In the picture, sticking out of the wall is the 6" liner Tee, which goes through an 8-9" ID terracotta pipe, which is embedded in cinder block and masonry. The chimney is entirely masonry. The lower 2/3rds of the wall has a decorative lining of painted brick to form a hearth pad (not necessary because the wall and floor are masonry). The upper 1/3rd of the wall has a decorative lining of 1" pine boards glued to it.

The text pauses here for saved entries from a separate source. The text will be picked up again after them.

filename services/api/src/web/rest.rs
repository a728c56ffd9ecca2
//! services/api/src/web/rest.rs
//!
//! Assembles the REST router and holds the master definition for the
//! OpenAPI specification.

use crate::web::{collection, previews, protocol, state::AppState};
use axum::{
    routing::{delete, get, post, put},
    Router,
};
use std::sync::Arc;
use utoipa::OpenApi;

//=========================================================================================
// OpenAPI Master Definition
//=========================================================================================

#[derive(OpenApi)]
#[openapi(
    paths(
        previews::list_previews_handler,
        previews::add_preview_handler,
        previews::remove_preview_handler,
        previews::share_preview_handler,
        previews::set_url_input_handler,
        previews::paste_url_handler,
        previews::set_preview_filters_handler,
        previews::clear_preview_filters_handler,
        previews::toggle_category_handler,
        previews::list_categories_handler,
        previews::set_clipboard_handler,
        previews::deep_link_handler,
        collection::list_videos_handler,
        collection::search_videos_handler,
        collection::select_folder_handler,
        collection::toggle_calendar_handler,
        collection::select_date_handler,
        collection::toggle_view_mode_handler,
        collection::toggle_favorite_handler,
        collection::begin_move_handler,
        collection::cancel_move_handler,
        collection::complete_move_handler,
        collection::move_video_handler,
        collection::list_folders_handler,
        collection::create_folder_handler,
    ),
    components(
        schemas(
            protocol::AddPreviewRequest,
            protocol::UrlInputRequest,
            protocol::PreviewFiltersRequest,
            protocol::ClipboardRequest,
            protocol::DeepLinkRequest,
            protocol::SearchRequest,
            protocol::SelectionRequest,
            protocol::DateRequest,
            protocol::MoveRequest,
            protocol::CreateFolderRequest,
            protocol::CategoryView,
            protocol::PreviewView,
            protocol::PreviewListResponse,
            protocol::UrlInputResponse,
            protocol::VideoView,
            protocol::VideoListResponse,
            protocol::FolderView,
            protocol::FolderListResponse,
            protocol::FavoriteResponse,
        )
    ),
    tags(
        (name = "LinkShare API", description = "Local shell over the link ingestion and collection organizer screens.")
    )
)]
pub struct ApiDoc;

//=========================================================================================
// Router
//=========================================================================================

/// Builds the API router over a shared state.
pub fn router(app_state: Arc<AppState>) -> Router {
    let ingestion_routes = Router::new()
        .route(
            "/previews",
            get(previews::list_previews_handler).post(previews::add_preview_handler),
        )
        .route("/previews/{id}", delete(previews::remove_preview_handler))
        .route("/previews/{id}/share", post(previews::share_preview_handler))
        .route("/previews/input", put(previews::set_url_input_handler))
        .route("/previews/input/paste", post(previews::paste_url_handler))
        .route(
            "/previews/filters",
            put(previews::set_preview_filters_handler).delete(previews::clear_preview_filters_handler),
        )
        .route(
            "/previews/categories/{category}/toggle",
            post(previews::toggle_category_handler),
        )
        .route("/categories", get(previews::list_categories_handler))
        .route("/clipboard", put(previews::set_clipboard_handler))
        .route("/deep-links", post(previews::deep_link_handler));

    let organizer_routes = Router::new()
        .route("/videos", get(collection::list_videos_handler))
        .route("/videos/search", put(collection::search_videos_handler))
        .route("/videos/selection", put(collection::select_folder_handler))
        .route("/videos/calendar/toggle", post(collection::toggle_calendar_handler))
        .route("/videos/calendar/date", put(collection::select_date_handler))
        .route("/videos/view-mode/toggle", post(collection::toggle_view_mode_handler))
        .route("/videos/{id}/favorite", post(collection::toggle_favorite_handler))
        .route("/videos/{id}/move", post(collection::move_video_handler))
        .route("/videos/{id}/move-request", post(collection::begin_move_handler))
        .route("/videos/move-request", delete(collection::cancel_move_handler))
        .route("/videos/move-request/complete", post(collection::complete_move_handler))
        .route(
            "/folders",
            get(collection::list_folders_handler).post(collection::create_folder_handler),
        );

    Router::new()
        .merge(ingestion_routes)
        .merge(organizer_routes)
        .with_state(app_state)
}
pub mod device;
pub mod system;
pub mod unfurl;

pub use device::{LoggingShareAdapter, MemoryClipboard, TracingHaptics};
pub use system::{StdRandomSource, SystemClock};
pub use unfurl::{SimulatedUnfurlAdapter, TimeoutUnfurlAdapter};
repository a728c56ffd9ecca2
pub mod adapters;
pub mod config;
pub mod error;
pub mod web;
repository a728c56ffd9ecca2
//! services/api/src/web/protocol.rs
//!
//! Defines the JSON payloads exchanged between the rendering client and the
//! shell. Domain records are mapped into flat view structs here so the core
//! stays free of any serialization format.

use chrono::{DateTime, NaiveDate, Utc};
use linkshare_core::classifier::platform_badge;
use linkshare_core::domain::{Category, Folder, Preview, VideoItem, ViewMode};
use linkshare_core::{IngestionController, OrganizerController};
use serde::{Deserialize, Serialize};
use utoipa::ToSchema;

//=========================================================================================
// Requests
//=========================================================================================

/// Submits the URL input. When `url` is present it replaces the input first.
#[derive(Deserialize, Debug, Default, ToSchema)]
pub struct AddPreviewRequest {
    #[serde(default)]
    pub url: Option<String>,
}

#[derive(Deserialize, Debug, ToSchema)]
pub struct UrlInputRequest {
    pub url: String,
}

/// Replaces the ingestion filters. A missing or `"all"` category clears it.
#[derive(Deserialize, Debug, Default, ToSchema)]
pub struct PreviewFiltersRequest {
    #[serde(default)]
    pub query: String,
    #[serde(default)]
    pub category: Option<String>,
}

impl PreviewFiltersRequest {
    pub fn category(&self) -> Option<Category> {
        match self.category.as_deref().map(str::trim) {
            None | Some("") | Some("all") => None,
            Some(key) => Some(Category::parse(key)),
        }
    }
}

#[derive(Deserialize, Debug, ToSchema)]
pub struct ClipboardRequest {
    pub text: String,
}

#[derive(Deserialize, Debug, ToSchema)]
pub struct DeepLinkRequest {
    pub url: String,
}

#[derive(Deserialize, Debug, ToSchema)]
pub struct SearchRequest {
    #[serde(default)]
    pub query: String,
}

/// `"all"`, `"favorites"` or a folder id.
#[derive(Deserialize, Debug, ToSchema)]
pub struct SelectionRequest {
    pub selection: String,
}

#[derive(Deserialize, Debug, ToSchema)]
pub struct DateRequest {
    pub date: NaiveDate,
}

/// `folder_id: null` unfiles the video.
#[derive(Deserialize, Debug, ToSchema)]
pub struct MoveRequest {
    #[serde(default)]
    pub folder_id: Option<String>,
}

#[derive(Deserialize, Debug, ToSchema)]
pub struct CreateFolderRequest {
    pub name: String,
}

//=========================================================================================
// Responses: Ingestion
//=========================================================================================

#[derive(Serialize, Debug, Clone, ToSchema)]
pub struct CategoryView {
    pub key: String,
    pub icon: String,
    pub color: String,
}

impl From<Category> for CategoryView {
    fn from(category: Category) -> Self {
        Self {
            key: category.as_str().to_string(),
            icon: category.icon().to_string(),
            color: category.color().to_string(),
        }
    }
}

#[derive(Serialize, Debug, Clone, ToSchema)]
pub struct PreviewView {
    pub id: String,
    pub title: String,
    pub url: String,
    pub image: Option<String>,
    pub platform: String,
    pub platform_icon: String,
    pub platform_color: String,
    pub domain: String,
    pub category: CategoryView,
    pub description: String,
    pub tags: Vec<String>,
    pub date: DateTime<Utc>,
    pub display_date: String,
}

impl From<&Preview> for PreviewView {
    fn from(preview: &Preview) -> Self {
        let badge = platform_badge(&preview.domain);
        Self {
            id: preview.id.clone(),
            title: preview.title.clone(),
            url: preview.url.clone(),
            image: preview.image.clone(),
            platform: preview.platform.clone(),
            platform_icon: badge.icon.to_string(),
            platform_color: badge.color.to_string(),
            domain: preview.domain.clone(),
            category: preview.category.into(),
            description: preview.description.clone(),
            tags: preview.tags.clone(),
            date: preview.date,
            display_date: preview.display_day(),
        }
    }
}

#[derive(Serialize, Debug, ToSchema)]
pub struct PreviewListResponse {
    pub previews: Vec<PreviewView>,
    /// Size of the whole collection, before filtering.
    pub total: usize,
    pub query: String,
    pub category: Option<String>,
    pub url_input: String,
    pub is_generating: bool,
    pub last_deep_link: Option<String>,
}

impl From<&IngestionController> for PreviewListResponse {
    fn from(ingestion: &IngestionController) -> Self {
        Self {
            previews: ingestion.visible_previews().into_iter().map(PreviewView::from).collect(),
            total: ingestion.previews().len(),
            query: ingestion.search_query().to_string(),
            category: ingestion.selected_category().map(|c| c.as_str().to_string()),
            url_input: ingestion.url_input().to_string(),
            is_generating: ingestion.is_generating(),
            last_deep_link: ingestion.last_deep_link().map(str::to_string),
        }
    }
}

#[derive(Serialize, Debug, ToSchema)]
pub struct UrlInputResponse {
    pub url_input: String,
    pub changed: bool,
}

//=========================================================================================
// Responses: Organizer
//=========================================================================================

#[derive(Serialize, Debug, Clone, ToSchema)]
pub struct VideoView {
    pub id: String,
    pub title: String,
    pub url: String,
    pub image: Option<String>,
    pub platform: String,
    pub platform_icon: String,
    pub platform_color: String,
    pub domain: String,
    pub category: CategoryView,
    pub description: String,
    pub tags: Vec<String>,
    pub date: DateTime<Utc>,
    pub display_date: String,
    pub folder_id: Option<String>,
    /// `None` when unfiled or when the folder no longer exists.
    pub folder_name: Option<String>,
    pub folder_color: Option<String>,
    pub is_favorite: bool,
}

impl VideoView {
    pub fn new(video: &VideoItem, organizer: &OrganizerController) -> Self {
        let badge = platform_badge(&video.domain);
        let folder = organizer.folder_of(video);
        Self {
            id: video.id.clone(),
            title: video.title.clone(),
            url: video.url.clone(),
            image: video.image.clone(),
            platform: video.platform.clone(),
            platform_icon: badge.icon.to_string(),
            platform_color: badge.color.to_string(),
            domain: video.domain.clone(),
            category: video.category.into(),
            description: video.description.clone(),
            tags: video.tags.clone(),
            date: video.date,
            display_date: video.display_timestamp(),
            folder_id: video.folder_id().map(str::to_string),
            folder_name: folder.map(|f| f.name.clone()),
            folder_color: folder.map(|f| f.color.to_string()),
            is_favorite: video.is_favorite(),
        }
    }
}

#[derive(Serialize, Debug, ToSchema)]
pub struct VideoListResponse {
    pub videos: Vec<VideoView>,
    pub total: usize,
    pub title: String,
    pub selection: String,
    pub query: String,
    pub show_calendar: bool,
    pub selected_date: NaiveDate,
    pub view_mode: String,
    pub moving_video_id: Option<String>,
}

impl From<&OrganizerController> for VideoListResponse {
    fn from(organizer: &OrganizerController) -> Self {
        Self {
            videos: organizer
                .visible_videos()
                .into_iter()
                .map(|v| VideoView::new(v, organizer))
                .collect(),
            total: organizer.videos().len(),
            title: organizer.selection_title().to_string(),
            selection: organizer.selection().key().to_string(),
            query: organizer.search_query().to_string(),
            show_calendar: organizer.show_calendar(),
            selected_date: organizer.selected_date(),
            view_mode: match organizer.view_mode() {
                ViewMode::Grid => "grid".to_string(),
                ViewMode::List => "list".to_string(),
            },
            moving_video_id: organizer.moving_video().map(|v| v.id.clone()),
        }
    }
}

#[derive(Serialize, Debug, Clone, ToSchema)]
pub struct FolderView {
    pub id: String,
    pub name: String,
    pub color: String,
    pub icon: String,
    pub icon_glyph: String,
    pub icon_color: String,
    pub video_count: usize,
}

impl FolderView {
    pub fn new(folder: &Folder, organizer: &OrganizerController) -> Self {
        let (glyph, tint) = folder.icon.glyph();
        Self {
            id: folder.id.clone(),
            name: folder.name.clone(),
            color: folder.color.to_string(),
            icon: folder.icon.key().to_string(),
            icon_glyph: glyph.to_string(),
            icon_color: tint.to_string(),
            video_count: organizer.folder_video_count(&folder.id),
        }
    }
}

#[derive(Serialize, Debug, ToSchema)]
pub struct FolderListResponse {
    pub folders: Vec<FolderView>,
    pub all_count: usize,
    pub favorites_count: usize,
}

impl From<&OrganizerController> for FolderListResponse {
    fn from(organizer: &OrganizerController) -> Self {
        Self {
            folders: organizer
                .folders()
                .iter()
                .map(|f| FolderView::new(f, organizer))
                .collect(),
            all_count: organizer.videos().len(),
            favorites_count: organizer.favorites_count(),
        }
    }
}

#[derive(Serialize, Debug, ToSchema)]
pub struct FavoriteResponse {
    pub id: String,
    pub is_favorite: bool,
}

Today the installer told me I must remove any wood that is within 18" of the Tee because combustibles can't be within 18" of the double wall black pipe. OK, fine, I see why we would want to put more distance between the stove pipe and the decorative boards - it looks a bit charred from the prior owner's wood stove - but if you add 18" to both sides of a 6" pipe, that's an area of 42" by 42", which sounds ridiculous - it would be more than half the boards and look terrible. Further, I only have 10" from the left side of the Tee to the end of the board before it cuts back to the drywall, so that doesn't make their 18" requirement.

Now I know that people use chimney collars to run pipes through walls and ceilings and roofs, which are presumably 16" on center, not 42" on center. Isn't some kind of collar a better option here? Do they make them with depths of 1-2"?
I dunno why someone has'nt answered your question yet ?? There's certainly a lot smarter people on here than me...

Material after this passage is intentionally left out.